# Work to be completed:
Produce an exact copy of the lines from the line containing "pub fn to_base36(mut" through the last line of the entries below, and only those lines.

Entries taken from a collection:
——————————

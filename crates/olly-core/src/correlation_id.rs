//! Correlation identifiers
//!
//! A correlation id is a business-flow-scoped identifier with the format
//! `{prefix}-{base36 millis}-{8 hex}`. Ids coming from outside the pipeline
//! (baggage, headers, log bodies, API paths) are sanitized; ids the pipeline
//! produced itself are held to the strict format and rejected outright when
//! they are malformed.

use serde::{Deserialize, Serialize};
use std::fmt;
use thiserror::Error;

/// Maximum accepted id length
pub const MAX_ID_LEN: usize = 100;

/// Prefix for ids this pipeline derives or generates
pub const DEFAULT_ID_PREFIX: &str = "olly";

/// Substrings that mark an id as an injection attempt (matched lowercase)
const INJECTION_MARKERS: &[&str] = &[
    "<script",
    "</script",
    "javascript:",
    "--",
    ";",
    "'",
    "\"",
    "/*",
    "*/",
    "../",
    "..\\",
    "%00",
    "union select",
    "drop table",
    " or 1=1",
];

/// Why an id failed validation
#[derive(Debug, Clone, PartialEq, Eq, Error)]
pub enum ValidationError {
    #[error("correlation id is empty")]
    Empty,

    #[error("correlation id too long: {len} > {MAX_ID_LEN}")]
    TooLong { len: usize },

    #[error("correlation id contains a control character")]
    ControlCharacter,

    #[error("correlation id contains injection marker {marker:?}")]
    Injection { marker: &'static str },

    #[error("correlation id contains illegal character {ch:?}")]
    IllegalCharacter { ch: char },
}

/// Where an id came from, which decides how a bad id is treated
#[derive(Debug, Clone, Copy, PartialEq, Eq)]
pub enum IdSource {
    /// Baggage, headers, log bodies, API input: sanitize on failure
    External,
    /// Produced by this pipeline: reject on failure
    Internal,
}

/// A validated correlation id
#[derive(Debug, Clone, PartialEq, Eq, Hash, PartialOrd, Ord, Serialize, Deserialize)]
#[serde(try_from = "String", into = "String")]
pub struct CorrelationId(String);

/// Result of validating an id
#[derive(Debug, Clone, PartialEq, Eq)]
pub struct Validated {
    pub id: CorrelationId,

    /// Set when the id only passed after sanitization
    pub sanitized_from: Option<ValidationError>,
}

impl CorrelationId {
    /// Strict parse; any defect is an error
    pub fn parse(raw: &str) -> Result<Self, ValidationError> {
        check(raw)?;
        Ok(Self(raw.to_string()))
    }

    /// Strip everything outside `[a-zA-Z0-9_-]`, collapse dash runs and cap
    /// the length
    ///
    /// The result always passes [`CorrelationId::parse`]; word markers such
    /// as `union select` cannot survive because spaces are stripped.
    pub fn sanitize(raw: &str) -> Result<Self, ValidationError> {
        let mut cleaned = String::with_capacity(raw.len().min(MAX_ID_LEN));
        for c in raw.chars().filter(|c| is_id_char(*c)) {
            if c == '-' && cleaned.ends_with('-') {
                continue;
            }
            if cleaned.len() == MAX_ID_LEN {
                break;
            }
            cleaned.push(c);
        }
        check(&cleaned)?;
        Ok(Self(cleaned))
    }

    /// Build an id from its three segments
    pub fn compose(prefix: &str, millis: u64, suffix_hex: &str) -> Result<Self, ValidationError> {
        Self::parse(&format!("{}-{}-{}", prefix, to_base36(millis), suffix_hex))
    }

    pub fn as_str(&self) -> &str {
        &self.0
    }

    /// Key that identifies the business flow
    ///
    /// Ids this pipeline stamped with `prefix` in the
    /// `{prefix}-{base36}-{8 hex}` format lose their timestamp segment, so
    /// replicas that stamped the same trace at different instants still
    /// agree. Every other id is its own key.
    pub fn identity_key(&self, prefix: &str) -> String {
        identity_key(&self.0, prefix)
    }

    pub fn into_string(self) -> String {
        self.0
    }
}

/// Validate an id according to where it came from
pub fn validate(raw: &str, source: IdSource) -> Result<Validated, ValidationError> {
    match check(raw) {
        Ok(()) => Ok(Validated {
            id: CorrelationId(raw.to_string()),
            sanitized_from: None,
        }),
        Err(e) => match source {
            IdSource::Internal => Err(e),
            IdSource::External => Ok(Validated {
                id: CorrelationId::sanitize(raw)?,
                sanitized_from: Some(e),
            }),
        },
    }
}

fn check(raw: &str) -> Result<(), ValidationError> {
    if raw.is_empty() {
        return Err(ValidationError::Empty);
    }
    if raw.len() > MAX_ID_LEN {
        return Err(ValidationError::TooLong { len: raw.len() });
    }
    if raw.chars().any(char::is_control) {
        return Err(ValidationError::ControlCharacter);
    }

    let lower = raw.to_lowercase();
    if let Some(marker) = INJECTION_MARKERS.iter().find(|m| lower.contains(*m)) {
        return Err(ValidationError::Injection { marker });
    }

    if let Some(ch) = raw.chars().find(|c| !is_id_char(*c)) {
        return Err(ValidationError::IllegalCharacter { ch });
    }

    Ok(())
}

/// Identity key of a raw id string; see [`CorrelationId::identity_key`]
pub fn identity_key(raw: &str, prefix: &str) -> String {
    let mut parts = raw.rsplitn(3, '-');
    if let (Some(suffix), Some(ts), Some(head)) = (parts.next(), parts.next(), parts.next()) {
        let suffix_ok = suffix.len() == 8 && suffix.chars().all(|c| c.is_ascii_hexdigit());
        let ts_ok = !ts.is_empty() && ts.chars().all(|c| c.is_ascii_digit() || c.is_ascii_lowercase());
        if suffix_ok && ts_ok && !prefix.is_empty() && head == prefix {
            return format!("{}-{}", head, suffix);
        }
    }
    raw.to_string()
}

fn is_id_char(c: char) -> bool {
    c.is_ascii_alphanumeric() || c == '-' || c == '_'
}

/// Lowercase base36 rendering
pub fn to_base36(mut value: u64) -> String {
    const DIGITS: &[u8; 36] = b"0123456789abcdefghijklmnopqrstuvwxyz";
    if value == 0 {
        return "0".to_string();
    }
    let mut out = Vec::new();
    while value > 0 {
        out.push(DIGITS[(value % 36) as usize]);
        value /= 36;
    }
    out.reverse();
    String::from_utf8_lossy(&out).into_owned()
}

impl fmt::Display for CorrelationId {
    fn fmt(&self, f: &mut fmt::Formatter<'_>) -> fmt::Result {
        f.write_str(&self.0)
    }
}

impl AsRef<str> for CorrelationId {
    fn as_ref(&self) -> &str {
        &self.0
    }
}

impl TryFrom<String> for CorrelationId {
    type Error = ValidationError;

    fn try_from(value: String) -> Result<Self, Self::Error> {
        check(&value)?;
        Ok(Self(value))
    }
}

impl From<CorrelationId> for String {
    fn from(id: CorrelationId) -> Self {
        id.0
    }
}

——————————

# Solution to this task:
pub fn to_base36(mut value: u64) -> String {
    const DIGITS: &[u8; 36] = b"0123456789abcdefghijklmnopqrstuvwxyz";
    if value == 0 {
        return "0".to_string();
    }
    let mut out = Vec::new();
    while value > 0 {
        out.push(DIGITS[(value % 36) as usize]);
        value /= 36;
    }
    out.reverse();
    String::from_utf8_lossy(&out).into_owned()
}

impl fmt::Display for CorrelationId {
    fn fmt(&self, f: &mut fmt::Formatter<'_>) -> fmt::Result {
        f.write_str(&self.0)
    }
}

impl AsRef<str> for CorrelationId {
    fn as_ref(&self) -> &str {
        &self.0
    }
}

impl TryFrom<String> for CorrelationId {
    type Error = ValidationError;

    fn try_from(value: String) -> Result<Self, Self::Error> {
        check(&value)?;
        Ok(Self(value))
    }
}

impl From<CorrelationId> for String {
    fn from(id: CorrelationId) -> Self {
        id.0
    }
}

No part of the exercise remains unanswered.